Quality Score

If you’ve used Google Adwords at all then there’s a good chance you’ll have heard of the term “Quality Score”. It’s one of those AdWords related terms that often doesn’t mean much to the AdWords beginner, but starts to have more significance as the beginner tries to optimise their AdWords campaigns.

Unfortunately, despite the improvements it can generate, Quality Score is not one of the default stats provided within the Google Adwords interface. Users have to manually add the column to their reports, or hover over an icon to see scores, hence why many don’t start to use it until they are beyond the beginner stage.

What is Google Adwords Quality Score?

Simply put, Quality Score is a measure of how relevant Google believes your campaigns are to the person who sees them. For instance, how closely does your keyword match what the user searched for? Does you Ad content relate to the users search? Is the resulting landing page on your site related to what the user was looking for?

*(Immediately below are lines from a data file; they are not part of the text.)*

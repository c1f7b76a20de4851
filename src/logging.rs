// src/logging.rs

//! Logging setup for `macroseq` using `tracing` + `tracing-subscriber`.
//!
//! Priority for determining the filter:
//! 1. `--log-level` CLI flag (if provided)
//! 2. `MACROSEQ_LOG` environment variable, as an `EnvFilter` directive
//!    (e.g. "debug" or "macroseq::engine=trace")
//! 3. default to `info`
//!
//! Logs are sent to STDERR so that stdout carries only process output and
//! `echo` text.

use anyhow::Result;
use tracing_subscriber::{EnvFilter, fmt};

use crate::cli::LogLevel;

/// Environment variable read when no `--log-level` is given.
pub const LOG_ENV_VAR: &str = "MACROSEQ_LOG";

/// Initialise global logging subscriber.
///
/// Safe to call once at startup.
pub fn init_logging(cli_level: Option<LogLevel>) -> Result<()> {
    let filter = match cli_level {
        Some(lvl) => EnvFilter::new(level_directive(lvl)),
        None => EnvFilter::try_from_env(LOG_ENV_VAR).unwrap_or_else(|_| EnvFilter::new("info")),
    };

    fmt()
        .with_env_filter(filter)
        .with_target(true)
        .with_thread_ids(false)
        .with_thread_names(false)
        .with_writer(std::io::stderr)
        .try_init()
        .map_err(|e| anyhow::anyhow!("initialising logging: {e}"))?;

    Ok(())
}

fn level_directive(lvl: LogLevel) -> &'static str {
    match lvl {
        LogLevel::Error => "error",
        LogLevel::Warn => "warn",
        LogLevel::Info => "info",
        LogLevel::Debug => "debug",
        LogLevel::Trace => "trace",
    }
}
// src/cli.rs

//! CLI argument parsing using `clap`.

use std::path::PathBuf;

use clap::{Parser, ValueEnum};

use crate::dag::TerminationCondition;

/// Command-line arguments for `macroseq`.
#[derive(Debug, Clone, Parser)]
#[command(
    name = "macroseq",
    version,
    about = "Run a macro of external processes with ordering, groups and waits.",
    long_about = None
)]
pub struct CliArgs {
    /// Path to the macro file (TOML).
    ///
    /// Default: `Macro.toml` in the current working directory.
    #[arg(long = "macro", value_name = "PATH", default_value = "Macro.toml")]
    pub macro_path: PathBuf,

    /// Directory processes are started in.
    ///
    /// Overrides `[settings].working_dir`; defaults to the macro file's
    /// directory.
    #[arg(long, value_name = "DIR")]
    pub working_dir: Option<PathBuf>,

    /// Initial termination condition, e.g. `!=0`, `>=2` or `never`.
    ///
    /// Overrides `[settings].errorcond`.
    #[arg(long, value_name = "EXPR")]
    pub errorcond: Option<TerminationCondition>,

    /// Logging level (error, warn, info, debug, trace).
    ///
    /// If omitted, `MACROSEQ_LOG` or a default level will be used.
    #[arg(long, value_enum, value_name = "LEVEL")]
    pub log_level: Option<LogLevel>,

    /// Parse + validate, print the executor graph, but don't run anything.
    #[arg(long)]
    pub dry_run: bool,
}

/// Log level as exposed on the CLI.
#[derive(Debug, Copy, Clone, ValueEnum)]
pub enum LogLevel {
    Error,
    Warn,
    Info,
    Debug,
    Trace,
}

/// Convenience wrapper around `CliArgs::parse()`.
pub fn parse() -> CliArgs {
    CliArgs::parse()
}
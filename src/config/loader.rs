// src/config/loader.rs

use std::fs;
use std::path::{Path, PathBuf};

use crate::config::model::{MacroFile, RawMacroFile};
use crate::errors::Result;

/// Load a macro file from a given path and return the raw `RawMacroFile`.
///
/// This only performs TOML deserialization; it does **not** perform semantic
/// validation (references, ordering, etc.). Use [`load_and_validate`] for that.
pub fn load_from_path(path: impl AsRef<Path>) -> Result<RawMacroFile> {
    let path = path.as_ref();
    let contents = fs::read_to_string(path)?;

    let raw: RawMacroFile = toml::from_str(&contents)?;

    Ok(raw)
}

/// Load a macro file from path and run validation.
///
/// - Reads TOML.
/// - Converts every `[[command]]` into a typed [`CommandNode`](super::CommandNode).
/// - Checks for:
///   - unknown or duplicate process names,
///   - modifier misuse (`start` + `after`, deferred `wait`/`errorcond`),
///   - ordering cycles that would stall the run,
///   - at least one command that can start the run.
pub fn load_and_validate(path: impl AsRef<Path>) -> Result<MacroFile> {
    let raw = load_from_path(&path)?;
    let macro_file = MacroFile::try_from(raw)?;
    Ok(macro_file)
}

/// Default macro path: `Macro.toml` in the current working directory.
pub fn default_macro_path() -> PathBuf {
    PathBuf::from("Macro.toml")
}

/// Resolve the directory processes run in.
///
/// A relative `[settings].working_dir` is taken relative to the macro file's
/// directory; without one, the macro file's directory itself is used.
pub fn resolve_working_dir(macro_path: &Path, configured: Option<&Path>) -> PathBuf {
    let base = match macro_path.parent() {
        Some(parent) if !parent.as_os_str().is_empty() => parent.to_path_buf(),
        _ => std::env::current_dir().unwrap_or_else(|_| PathBuf::from(".")),
    };

    match configured {
        Some(dir) if dir.is_absolute() => dir.to_path_buf(),
        Some(dir) => base.join(dir),
        None => base,
    }
}
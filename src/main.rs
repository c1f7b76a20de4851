// src/main.rs

use macroseq::types::ExitCode;
use macroseq::{cli, logging, run};

#[tokio::main]
async fn main() {
    let code = match run_main().await {
        Ok(code) => code,
        Err(err) => {
            eprintln!("macroseq error: {err:?}");
            ExitCode::Fatal.code()
        }
    };
    std::process::exit(code);
}

async fn run_main() -> anyhow::Result<i32> {
    let args = cli::parse();
    logging::init_logging(args.log_level)?;
    run(args).await
}
// src/lib.rs

pub mod cli;
pub mod config;
pub mod dag;
pub mod engine;
pub mod errors;
pub mod exec;
pub mod logging;
pub mod types;

use std::path::Path;
use std::sync::Arc;

use anyhow::{Context, Result};
use tokio_util::sync::CancellationToken;
use tracing::debug;

use crate::cli::CliArgs;
use crate::config::loader::{load_and_validate, resolve_working_dir};
use crate::config::model::MacroFile;
use crate::dag::{ExecGraph, ExecutorKind, GraphBuilder};
use crate::engine::{MacroSequencer, SequencerOptions, ShutdownCoordinator};
use crate::exec::TokioProcessLauncher;
use crate::types::Modifier;

/// High-level entry point used by `main.rs`.
///
/// This wires together:
/// - macro loading and validation
/// - the shutdown coordinator and Ctrl-C handling
/// - the sequencer with the real process launcher
///
/// Returns the exit code the process should end with.
pub async fn run(args: CliArgs) -> Result<i32> {
    let mut macro_file = load_and_validate(&args.macro_path)
        .with_context(|| format!("loading macro {}", args.macro_path.display()))?;

    if let Some(errorcond) = args.errorcond {
        macro_file.settings.errorcond = errorcond;
    }

    let working_dir = match &args.working_dir {
        Some(dir) => dir.clone(),
        None => resolve_working_dir(&args.macro_path, macro_file.settings.working_dir.as_deref()),
    };

    if args.dry_run {
        print_dry_run(&macro_file, &working_dir)?;
        return Ok(0);
    }

    let coordinator = ShutdownCoordinator::new();
    let cancel = CancellationToken::new();
    let listener = coordinator.listen_for_interrupts(cancel.clone());

    let options = SequencerOptions::from_settings(&macro_file.settings, working_dir);
    let sequencer = MacroSequencer::new(
        Arc::new(TokioProcessLauncher),
        options,
        Arc::clone(&coordinator),
    );

    let report = sequencer.play(&macro_file.commands, cancel).await;
    listener.abort();

    let report = report.with_context(|| format!("running macro {}", args.macro_path.display()))?;
    Ok(report.exit_code())
}

/// Dry-run output: settings plus every executor and its wiring.
fn print_dry_run(macro_file: &MacroFile, working_dir: &Path) -> Result<()> {
    let built = GraphBuilder::build(&macro_file.commands)?;
    let graph = &built.graph;

    println!("macroseq dry-run");
    println!("  working_dir = {}", working_dir.display());
    println!("  errorcond = {}", macro_file.settings.errorcond);
    println!(
        "  terminate_grace = {:?}",
        macro_file.settings.terminate_grace
    );
    println!();

    println!("executors ({}):", graph.len());
    for entry in graph.adjacency() {
        let marker = if entry.id == built.start { " (start)" } else { "" };
        println!("  [{}] {}{}", entry.id, describe(macro_file, graph, entry.id), marker);
        if let Some(node) = entry.node.and_then(|i| macro_file.commands.get(i)) {
            println!("      action: {}", node.action.kind());
            if node.modifier != Modifier::None {
                println!("      modifier: {}", node.modifier);
            }
            if let Some(ref guard) = node.guard {
                println!("      when: {guard}");
            }
        }
        if !entry.successors.is_empty() {
            println!("      successors: {:?}", entry.successors);
        }
        if !entry.concurrent_starts.is_empty() {
            println!("      starts with: {:?}", entry.concurrent_starts);
        }
        if !entry.awaited.is_empty() {
            println!("      awaits: {:?}", entry.awaited);
        }
    }

    debug!("dry-run complete (no execution)");
    Ok(())
}

fn describe(macro_file: &MacroFile, graph: &ExecGraph, id: usize) -> String {
    let Some(executor) = graph.get(id) else {
        return format!("executor {id}");
    };
    match (executor.kind(), executor.node()) {
        (ExecutorKind::GroupWaiter, _) | (_, None) => "group waiter".to_string(),
        (_, Some(index)) => macro_file
            .commands
            .get(index)
            .map(|n| n.location.to_string())
            .unwrap_or_else(|| format!("command #{}", index + 1)),
    }
}
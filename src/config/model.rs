// src/config/model.rs

use std::fmt;
use std::path::PathBuf;
use std::time::Duration;

use serde::Deserialize;

use crate::dag::condition::{Guard, TerminationCondition};
use crate::types::Modifier;

/// Top-level macro descriptor as read from a TOML file.
///
/// ```toml
/// [settings]
/// errorcond = "!=0"
///
/// [[command]]
/// action = "run"
/// name = "build"
/// args = ["cargo", "build"]
///
/// [[command]]
/// action = "shell"
/// line = "echo done"
/// after = ["build"]
/// ```
///
/// Only performs deserialization; [`MacroFile`] is the validated form.
#[derive(Debug, Clone, Deserialize, Default)]
pub struct RawMacroFile {
    #[serde(default)]
    pub settings: RawSettings,

    /// Commands in file order. Order matters: it defines the main stream.
    #[serde(default)]
    pub command: Vec<RawCommand>,
}

/// `[settings]` section.
#[derive(Debug, Clone, Deserialize, Default)]
pub struct RawSettings {
    /// Working directory for launched processes, relative to the macro file.
    #[serde(default)]
    pub working_dir: Option<PathBuf>,

    /// Default termination condition, e.g. `"!=0"` or `"never"`.
    #[serde(default)]
    pub errorcond: Option<String>,

    /// How long a draining run waits after `terminate` before killing.
    #[serde(default)]
    pub terminate_grace: Option<String>,

    /// Upper bound on waiting for the worker pool to wind down.
    #[serde(default)]
    pub pool_shutdown_timeout: Option<String>,
}

/// Tag of a `[[command]]` entry.
#[derive(Debug, Clone, Copy, PartialEq, Eq, Deserialize)]
#[serde(rename_all = "lowercase")]
pub enum ActionKind {
    Run,
    Group,
    Macro,
    Shell,
    Wait,
    Errorcond,
    Exit,
    Echo,
    Comment,
}

impl fmt::Display for ActionKind {
    fn fmt(&self, f: &mut fmt::Formatter<'_>) -> fmt::Result {
        let s = match self {
            ActionKind::Run => "run",
            ActionKind::Group => "group",
            ActionKind::Macro => "macro",
            ActionKind::Shell => "shell",
            ActionKind::Wait => "wait",
            ActionKind::Errorcond => "errorcond",
            ActionKind::Exit => "exit",
            ActionKind::Echo => "echo",
            ActionKind::Comment => "comment",
        };
        f.write_str(s)
    }
}

/// One `[[command]]` entry, before validation.
///
/// Fields are a flat union over all action kinds; validation checks that
/// each kind has the fields it needs.
#[derive(Debug, Clone, Deserialize)]
pub struct RawCommand {
    pub action: ActionKind,

    /// Process name other commands can refer to.
    #[serde(default)]
    pub name: Option<String>,

    /// argv for `run` / `group`.
    #[serde(default)]
    pub args: Vec<String>,

    /// Command line for `shell`.
    #[serde(default)]
    pub line: Option<String>,

    /// Macro file for `macro`.
    #[serde(default)]
    pub path: Option<PathBuf>,

    /// Processes a `wait` blocks on.
    #[serde(default)]
    pub targets: Vec<String>,

    /// Predicate for `errorcond`.
    #[serde(default)]
    pub condition: Option<String>,

    /// Explicit result code for `exit`.
    #[serde(default)]
    pub code: Option<i32>,

    /// Text for `echo` / `comment`.
    #[serde(default)]
    pub text: Option<String>,

    /// START modifier.
    #[serde(default)]
    pub start: bool,

    /// AFTER modifier: run once all of these processes have finished.
    #[serde(default)]
    pub after: Vec<String>,

    /// Skip guard, e.g. `"build==0"`.
    #[serde(default)]
    pub when: Option<String>,
}

/// Validated settings with defaults applied.
#[derive(Debug, Clone)]
pub struct Settings {
    pub working_dir: Option<PathBuf>,
    pub errorcond: TerminationCondition,
    pub terminate_grace: Duration,
    pub pool_shutdown_timeout: Duration,
}

pub const DEFAULT_TERMINATE_GRACE: Duration = Duration::from_secs(10);
pub const DEFAULT_POOL_SHUTDOWN_TIMEOUT: Duration = Duration::from_secs(60);

impl Default for Settings {
    fn default() -> Self {
        Self {
            working_dir: None,
            errorcond: TerminationCondition::default(),
            terminate_grace: DEFAULT_TERMINATE_GRACE,
            pool_shutdown_timeout: DEFAULT_POOL_SHUTDOWN_TIMEOUT,
        }
    }
}

/// Where a command came from, for diagnostics.
#[derive(Debug, Clone, PartialEq, Eq, Hash)]
pub struct NodeLocation {
    /// 1-based position in the macro.
    pub index: usize,
    pub name: Option<String>,
}

impl fmt::Display for NodeLocation {
    fn fmt(&self, f: &mut fmt::Formatter<'_>) -> fmt::Result {
        match &self.name {
            Some(name) => write!(f, "command #{} '{}'", self.index, name),
            None => write!(f, "command #{}", self.index),
        }
    }
}

/// What a command does when it executes.
#[derive(Debug, Clone, PartialEq, Eq)]
pub enum Action {
    /// Launch a process directly from argv.
    Run { args: Vec<String> },
    /// Launch a process as part of a concurrent group.
    Group { args: Vec<String> },
    /// Run another macro file in a child `macroseq` process.
    SubMacro { path: PathBuf },
    /// Launch a command line through the platform shell.
    Shell { line: String },
    /// Block the main stream until the named processes have finished.
    Wait { targets: Vec<String> },
    /// Replace the current termination condition.
    SetErrorCondition(TerminationCondition),
    /// End the whole run.
    Exit { code: Option<i32> },
    Echo { text: String },
    Comment { text: String },
}

impl Action {
    /// Whether executing this action starts an OS process.
    pub fn is_process(&self) -> bool {
        matches!(
            self,
            Action::Run { .. } | Action::Group { .. } | Action::SubMacro { .. } | Action::Shell { .. }
        )
    }

    pub fn is_group(&self) -> bool {
        matches!(self, Action::Group { .. })
    }

    pub fn kind(&self) -> ActionKind {
        match self {
            Action::Run { .. } => ActionKind::Run,
            Action::Group { .. } => ActionKind::Group,
            Action::SubMacro { .. } => ActionKind::Macro,
            Action::Shell { .. } => ActionKind::Shell,
            Action::Wait { .. } => ActionKind::Wait,
            Action::SetErrorCondition(_) => ActionKind::Errorcond,
            Action::Exit { .. } => ActionKind::Exit,
            Action::Echo { .. } => ActionKind::Echo,
            Action::Comment { .. } => ActionKind::Comment,
        }
    }
}

/// A validated, immutable command descriptor.
#[derive(Debug, Clone, PartialEq, Eq)]
pub struct CommandNode {
    pub location: NodeLocation,
    pub name: Option<String>,
    pub action: Action,
    pub modifier: Modifier,
    /// Processes an AFTER command waits for (empty otherwise).
    pub after: Vec<String>,
    pub guard: Option<Guard>,
}

impl CommandNode {
    /// Process names this command refers to (AFTER list or wait targets).
    pub fn referenced_names(&self) -> &[String] {
        match &self.action {
            Action::Wait { targets } => targets,
            _ => &self.after,
        }
    }
}

/// Validated macro.
#[derive(Debug, Clone)]
pub struct MacroFile {
    pub settings: Settings,
    pub commands: Vec<CommandNode>,
}

impl MacroFile {
    pub(crate) fn new_unchecked(settings: Settings, commands: Vec<CommandNode>) -> Self {
        Self { settings, commands }
    }
}
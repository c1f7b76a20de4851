// src/config/validate.rs

use std::collections::HashMap;

use petgraph::algo::toposort;
use petgraph::graphmap::DiGraphMap;

use crate::config::model::{
    Action, ActionKind, CommandNode, MacroFile, NodeLocation, RawCommand, RawMacroFile,
    RawSettings, Settings,
};
use crate::dag::condition::{Guard, TerminationCondition};
use crate::errors::{MacroError, Result};
use crate::types::{Modifier, parse_duration};

impl TryFrom<RawMacroFile> for MacroFile {
    type Error = MacroError;

    fn try_from(raw: RawMacroFile) -> std::result::Result<Self, Self::Error> {
        let settings = convert_settings(&raw.settings)?;
        let commands = raw
            .command
            .iter()
            .enumerate()
            .map(|(i, cmd)| convert_command(i + 1, cmd))
            .collect::<Result<Vec<_>>>()?;

        validate_commands(&commands)?;
        Ok(MacroFile::new_unchecked(settings, commands))
    }
}

/// Semantic checks over an ordered command list.
///
/// Public so that programmatically built command lists get the same checks
/// as loaded ones.
pub fn validate_commands(commands: &[CommandNode]) -> Result<()> {
    ensure_has_commands(commands)?;
    let names = validate_names(commands)?;
    validate_references(commands, &names)?;
    validate_modifiers(commands)?;
    validate_ordering(commands, &names)?;
    Ok(())
}

fn convert_settings(raw: &RawSettings) -> Result<Settings> {
    let mut settings = Settings {
        working_dir: raw.working_dir.clone(),
        ..Settings::default()
    };

    if let Some(expr) = &raw.errorcond {
        settings.errorcond = expr
            .parse::<TerminationCondition>()
            .map_err(|e| MacroError::ConfigError(format!("[settings].errorcond: {e}")))?;
    }
    if let Some(s) = &raw.terminate_grace {
        settings.terminate_grace = parse_duration(s)
            .map_err(|e| MacroError::ConfigError(format!("[settings].terminate_grace: {e}")))?;
    }
    if let Some(s) = &raw.pool_shutdown_timeout {
        settings.pool_shutdown_timeout = parse_duration(s).map_err(|e| {
            MacroError::ConfigError(format!("[settings].pool_shutdown_timeout: {e}"))
        })?;
    }

    Ok(settings)
}

fn convert_command(index: usize, raw: &RawCommand) -> Result<CommandNode> {
    let location = NodeLocation {
        index,
        name: raw.name.clone(),
    };
    let err = |msg: String| MacroError::ConfigError(format!("{location}: {msg}"));

    let action = match raw.action {
        ActionKind::Run | ActionKind::Group => {
            if raw.args.is_empty() {
                return Err(err(format!("`{}` needs a non-empty `args` list", raw.action)));
            }
            if raw.action == ActionKind::Run {
                Action::Run { args: raw.args.clone() }
            } else {
                Action::Group { args: raw.args.clone() }
            }
        }
        ActionKind::Macro => Action::SubMacro {
            path: raw
                .path
                .clone()
                .ok_or_else(|| err("`macro` needs a `path`".to_string()))?,
        },
        ActionKind::Shell => Action::Shell {
            line: raw
                .line
                .clone()
                .filter(|l| !l.trim().is_empty())
                .ok_or_else(|| err("`shell` needs a non-empty `line`".to_string()))?,
        },
        ActionKind::Wait => {
            if raw.targets.is_empty() {
                return Err(err("`wait` needs at least one entry in `targets`".to_string()));
            }
            Action::Wait {
                targets: raw.targets.clone(),
            }
        }
        ActionKind::Errorcond => {
            let expr = raw
                .condition
                .as_deref()
                .ok_or_else(|| err("`errorcond` needs a `condition`".to_string()))?;
            Action::SetErrorCondition(expr.parse().map_err(err)?)
        }
        ActionKind::Exit => Action::Exit { code: raw.code },
        ActionKind::Echo => Action::Echo {
            text: raw.text.clone().unwrap_or_default(),
        },
        ActionKind::Comment => Action::Comment {
            text: raw.text.clone().unwrap_or_default(),
        },
    };

    let modifier = match (raw.start, raw.after.is_empty()) {
        (true, false) => {
            return Err(err("`start` and `after` cannot be combined".to_string()));
        }
        (true, true) => Modifier::Start,
        (false, false) => Modifier::After,
        (false, true) => Modifier::None,
    };

    let guard = raw
        .when
        .as_deref()
        .map(|s| s.parse::<Guard>().map_err(err))
        .transpose()?;

    Ok(CommandNode {
        location,
        name: raw.name.clone(),
        action,
        modifier,
        after: raw.after.clone(),
        guard,
    })
}

fn ensure_has_commands(commands: &[CommandNode]) -> Result<()> {
    if commands.is_empty() {
        return Err(MacroError::ConfigError(
            "macro must contain at least one [[command]] entry".to_string(),
        ));
    }
    Ok(())
}

/// Process names must be unique; returns name → command position.
fn validate_names(commands: &[CommandNode]) -> Result<HashMap<&str, usize>> {
    let mut names = HashMap::new();
    for (i, cmd) in commands.iter().enumerate() {
        let Some(name) = cmd.name.as_deref() else {
            continue;
        };
        if name.trim().is_empty() {
            return Err(MacroError::ConfigError(format!(
                "{}: process name must not be empty",
                cmd.location
            )));
        }
        if let Some(prev) = names.insert(name, i) {
            return Err(MacroError::ConfigError(format!(
                "{}: process name '{}' already used by {}",
                cmd.location, name, commands[prev].location
            )));
        }
    }
    Ok(names)
}

fn validate_references(commands: &[CommandNode], names: &HashMap<&str, usize>) -> Result<()> {
    for cmd in commands {
        for target in cmd.referenced_names() {
            if !names.contains_key(target.as_str()) {
                return Err(MacroError::UnknownProcess {
                    location: cmd.location.clone(),
                    name: target.clone(),
                });
            }
            if cmd.name.as_deref() == Some(target.as_str()) {
                return Err(MacroError::ConfigError(format!(
                    "{}: command cannot wait for itself",
                    cmd.location
                )));
            }
        }
        if let Some(guard) = &cmd.guard {
            if !names.contains_key(guard.process.as_str()) {
                return Err(MacroError::UnknownProcess {
                    location: cmd.location.clone(),
                    name: guard.process.clone(),
                });
            }
        }
    }
    Ok(())
}

fn validate_modifiers(commands: &[CommandNode]) -> Result<()> {
    for cmd in commands {
        if cmd.modifier != Modifier::After {
            continue;
        }
        let kind = cmd.action.kind();
        if matches!(kind, ActionKind::Errorcond | ActionKind::Wait | ActionKind::Group) {
            return Err(MacroError::ConfigError(format!(
                "{}: `{}` commands must stay on the main stream and cannot use `after`",
                cmd.location, kind
            )));
        }
    }

    if commands.iter().all(|c| c.modifier == Modifier::After) {
        return Err(MacroError::NoStartCommand);
    }
    Ok(())
}

/// Reject macros whose ordering constraints can never all be met, e.g. a
/// `wait` on a process that is itself AFTER-deferred behind a later
/// main-stream command.
///
/// Edge direction: "must start/finish first" -> dependent.
fn validate_ordering(commands: &[CommandNode], names: &HashMap<&str, usize>) -> Result<()> {
    let mut graph: DiGraphMap<usize, ()> = DiGraphMap::new();
    let mut previous_main: Option<usize> = None;

    for (i, cmd) in commands.iter().enumerate() {
        graph.add_node(i);

        for target in cmd.referenced_names() {
            if let Some(&dep) = names.get(target.as_str()) {
                graph.add_edge(dep, i, ());
            }
        }

        if cmd.modifier != Modifier::After {
            if let Some(prev) = previous_main {
                graph.add_edge(prev, i, ());
            }
            previous_main = Some(i);
        }
    }

    match toposort(&graph, None) {
        Ok(_order) => Ok(()),
        Err(cycle) => Err(MacroError::ConfigError(format!(
            "{}: ordering constraints form a cycle; the macro could never finish",
            commands[cycle.node_id()].location
        ))),
    }
}
// src/engine/mod.rs

//! Orchestration engine for macroseq.
//!
//! This module ties together:
//! - the run loop that drives an executor graph to completion
//!   ([`sequencer`]),
//! - the registry of running processes and their worker tasks
//!   ([`registry`], [`worker`]),
//! - process-wide forced shutdown ([`shutdown`]),
//! - the summary handed back to callers ([`report`]).

/// Control message from the coordinator to a process worker.
#[derive(Debug, Clone, Copy, PartialEq, Eq)]
pub enum ProcessSignal {
    /// Ask the process to stop; keep waiting for it.
    Terminate,
    /// Force the process to stop.
    Kill,
}

pub mod registry;
pub mod report;
pub mod sequencer;
pub mod shutdown;
mod worker;

pub use registry::{ActiveProcess, ActiveRegistry};
pub use report::{NodeReport, RunOutcome, RunReport};
pub use sequencer::{MacroSequencer, SequencerOptions};
pub use shutdown::{Registration, ShutdownCoordinator};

Quality Score is an estimate of how relevant your ads, keywords and landing page are to a person seeing your ad. Having a high Quality Score means that our systems think your ad, keyword and landing page are all relevant and useful to someone looking at your ad.

(Taken directly from Google AdWords Support area: https://support.google.com/adwords/answer/2454010?hl=en-GB)

How do your keywords currently score?

The longer term tactic is to have high Quality Scores on as many of your keywords as possible. The shorter term tactic is simply to find out what your current scores are, so you can prioritise which keywords to improve first.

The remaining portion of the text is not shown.